En quelques instants il fut calmé, serein. L'énergie magique du sort de calme faisait son effet.

Une main se posa sur la sienne, une main gantée d'argent et de platine.

«C'est assez Nordenkein. Tu as fait ton oeuvre.»

C'était la voix du seigneur d'Opale et il s'adressait visiblement à l'épée. Gabriel reprit peu à peu ses esprits et lâcha l'épée d'or. Le seigneur, à son côté, portait une armure incroyable, la plate était d'or, d'argent et de platine. Dans sa main gauche, il tenait une épée d'un noir de jais. Dans son dos, une autre épée était au fourreau, aussi blanche que la neige. L'épée d'or glissa dans sa main depuis le sol et il l'a rengaina. Il fit de même avec sa jumelle de ténèbre.

«Comment te sens-tu ?» dit-il
«Assez mal, pour être franc.» répondit Gabriel en regardant les yeux terrorisés du marin.

Quelque chose toucha son esprit, il se retourna et se mit à courir en direction de la cabine qu'il partageait avec ses amis.
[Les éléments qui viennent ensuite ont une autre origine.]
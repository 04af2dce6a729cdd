//! Clock abstraction.
//!
//! Timestamps (resource creation, event records, backup identifiers) come
//! from an injected clock rather than ambient system time, so tests can pin
//! the clock and assert exact backup identifiers.

use chrono::{DateTime, TimeZone, Utc};

/// Source of the current time.
pub trait Clock: Send + Sync {
    fn now(&self) -> DateTime<Utc>;
}

/// The real system clock.
#[derive(Debug, Clone, Copy, Default)]
pub struct SystemClock;

impl Clock for SystemClock {
    fn now(&self) -> DateTime<Utc> {
        Utc::now()
    }
}

/// A clock pinned to one instant. Intended for tests.
#[derive(Debug, Clone, Copy)]
pub struct FixedClock(pub DateTime<Utc>);

impl FixedClock {
    /// Pin the clock to the given UTC date and time.
    pub fn at(y: i32, mo: u32, d: u32, h: u32, mi: u32, s: u32) -> Self {
        let instant = Utc
            .with_ymd_and_hms(y, mo, d, h, mi, s)
            .single()
            .unwrap_or_else(Utc::now);
        Self(instant)
    }
}

impl Clock for FixedClock {
    fn now(&self) -> DateTime<Utc> {
        self.0
    }
}
//! Per-resource lock manager.
//!
//! At most one reconcile, spec update, scale, or delete may be in flight
//! for a given resource name; operations on different names never block
//! each other. Locks are created lazily and the same name always maps to
//! the same lock for the lifetime of the process.

use std::collections::HashMap;
use std::sync::Arc;

use tokio::sync::{Mutex, OwnedMutexGuard};

/// Lazily-populated map of name → async mutex.
#[derive(Default)]
pub struct LockManager {
    locks: Mutex<HashMap<String, Arc<Mutex<()>>>>,
}

impl LockManager {
    pub fn new() -> Self {
        Self::default()
    }

    /// Acquire the exclusive section for a resource name, waiting if another
    /// operation on the same name is in flight. The returned guard releases
    /// on drop.
    pub async fn acquire(&self, name: &str) -> OwnedMutexGuard<()> {
        let lock = {
            let mut locks = self.locks.lock().await;
            locks
                .entry(name.to_string())
                .or_insert_with(|| Arc::new(Mutex::new(())))
                .clone()
        };
        lock.lock_owned().await
    }
}
//! steward-core: domain types for the Steward database operator.
//!
//! A managed database is represented as a [`DatabaseResource`]: a caller
//! supplied desired state ([`DatabaseSpec`], open schema), an operator
//! maintained observed state ([`ResourceStatus`]), and metadata (creation
//! timestamp, spec generation). The resource moves through a closed set of
//! lifecycle phases ([`ResourcePhase`]) driven by the reconciliation engine
//! in `steward-reconciler`.
//!
//! This crate carries no async machinery and no I/O; it is the shared
//! vocabulary of the workspace.

pub mod clock;
pub mod config;
pub mod error;
pub mod phase;
pub mod resource;
pub mod spec;

pub use clock::{Clock, FixedClock, SystemClock};
pub use config::OperatorConfig;
pub use error::{OperatorError, OperatorResult};
pub use phase::ResourcePhase;
pub use resource::{DatabaseResource, HealthReport, ResourceMeta, ResourceStatus};
pub use spec::DatabaseSpec;
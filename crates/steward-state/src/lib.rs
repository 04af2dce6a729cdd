//! steward-state: shared mutable state for the Steward operator.
//!
//! Two structures live here, the only ones shared across tasks:
//!
//! - [`ResourceStore`]: name to [`DatabaseResource`] mapping with name
//!   uniqueness, existence checks, and insertion-ordered listing.
//! - [`EventLog`]: append-only ordered history of reconciliation outcomes,
//!   consumed by status reporting.
//!
//! Both are `Clone + Send + Sync` (backed by `Arc<RwLock<..>>`) and can be
//! shared across async tasks. Reads (`get`/`list`/`tail`) never block reads,
//! and proceed while a different resource's exclusive section is held;
//! per-resource exclusivity is the reconciler's concern, not the store's.
//!
//! All state is process-resident; there is no persistence across restarts.

pub mod events;
pub mod store;

pub use events::{Event, EventAction, EventLog};
pub use store::ResourceStore;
Il arriva, à bout de souffle devant la porte défoncée de la chambre. L'intérieur était un champ de ruine. Dans le fond de la pièce, Zéphir tenait la tête d'Illian dans sa main droite, la faisant reposer sur sa cuisse. Le jeune marin avait une partie du visage d'une vilaine couleur sombre. Quand à Zéphir, il portait les stigmates du combat sur son bras gauche, la tache s'étendait jusqu'au milieu de sa poitrine.

Il regarda Gabriel, fou de douleur et de peine.

«On n'a rien pu faire, elles étaient trop nombreuses. Elles ont enlevé Felys.»